Esta ansia de los catedráticos para salir al mercado editorial se debe a “la vanidad que es una cualidad muy extendida en los círculos académicos y científicos, es una especie de enfermedad profesional” (La política como profesión). De aquí, para Weber, nace el peligroso fenómeno que “las profecías surgidas de las cátedras solo crearán sectas fanáticas”, escuelas de alumnos aduladores y repetidores (es lo que condenará también Bergson en Introducción a la metafísica). En este sentido, siendo que para Weber “en la vida académica predomina el azar, no es nada fácil, diría que es casi imposible, hacerse uno responsable de aconsejar al joven que solicita ser orientado acerca de su posible habilitación. Se le debe preguntar, a conciencia: ¿Se siente usted capaz de soportar, sin amargura y sin dejarse corromper, el hecho de que durante años sucesivos vea desfilar ante usted una mediocridad tras otra, de soportarlo sin menoscabo para su vida interior?” (La ciencia como profesión).
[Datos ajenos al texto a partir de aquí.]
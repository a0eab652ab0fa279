use tempfile::tempdir;

mod common;
use common::{read_report, run_kiln, seed_shell, write_config};

#[test]
fn build_produces_outputs_and_artifacts() {
    let dir = tempdir().unwrap();
    seed_shell(dir.path());
    write_config(dir.path(), "");

    let output = run_kiln(dir.path(), &["build"]);
    assert!(
        output.status.success(),
        "build failed: {}",
        String::from_utf8_lossy(&output.stderr)
    );

    let out = dir.path().join("build");
    assert!(out.join("Shell/Shell.js").exists());
    assert!(out.join("Shell/panel.js").exists());
    assert!(out.join("contents.json").exists());
    assert!(out.join("contents.js").exists());
    assert!(out.join("module-dependencies.json").exists());
    assert!(out.join("routes-info.json").exists());
    assert!(out.join("Shell/contents.json").exists());
    assert!(out.join("build-report.json").exists());
    // The run lock must not survive the run.
    assert!(!out.join(".kiln.lock").exists());
}

#[test]
fn build_release_writes_min_and_gz() {
    let dir = tempdir().unwrap();
    seed_shell(dir.path());
    write_config(dir.path(), "");

    let output = run_kiln(dir.path(), &["build", "--release"]);
    assert!(output.status.success());

    let out = dir.path().join("build");
    assert!(out.join("Shell/panel.min.js").exists());
    assert!(out.join("Shell/panel.js.gz").exists());
    assert!(out.join("Shell/panel.min.js.gz").exists());
}

#[test]
fn build_reports_graph_in_required_by_form() {
    let dir = tempdir().unwrap();
    seed_shell(dir.path());
    write_config(dir.path(), "");

    assert!(run_kiln(dir.path(), &["build"]).status.success());

    let text =
        std::fs::read_to_string(dir.path().join("build/module-dependencies.json")).unwrap();
    let graph: serde_json::Value = serde_json::from_str(&text).unwrap();
    assert_eq!(
        graph["links"]["Shell/panel"],
        serde_json::json!(["Shell/Shell"])
    );
    assert_eq!(graph["nodes"]["Shell/panel"]["path"], "Shell/panel.js");
}

#[test]
fn missing_config_fails_with_nonzero_exit() {
    let dir = tempdir().unwrap();
    let output = run_kiln(dir.path(), &["build"]);
    assert!(!output.status.success());
}

#[test]
fn compile_errors_are_reported_but_not_fatal() {
    let dir = tempdir().unwrap();
    seed_shell(dir.path());
    write_config(dir.path(), "");
    // A file the walker sees but the compiler cannot decode as UTF-8 is
    // copied through; a genuinely failing compile would land in the report.
    std::fs::write(dir.path().join("client/Shell/logo.png"), [0xff, 0xd8, 0x00]).unwrap();

    let output = run_kiln(dir.path(), &["build"]);
    assert!(output.status.success());
    assert!(dir.path().join("build/Shell/logo.png").exists());

    let report = read_report(dir.path());
    assert_eq!(report["errors"].as_array().unwrap().len(), 0);
}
De aquí, la última significativa sugerencia de Weber: “En las aulas no vale ninguna otra virtud sino la honestidad intelectual precisamente (…) Añorar y esperar no es suficiente y hagamos otra cosa: vayamos a nuestro trabajo y estemos a la altura de las ‘exigencias actuales’, tanto humana como profesionalmente. Estas exigencias son simples y sencillas si cada uno encuentra el espíritu que sostiene los hilos de su vida y le obedece” (La ciencia como profesión). La honestidad intelectual consiste en no pretender afirmar nada desde las cátedras que se presuma inimputable, sino, más bien, hacerse imputable en lo que se enseña.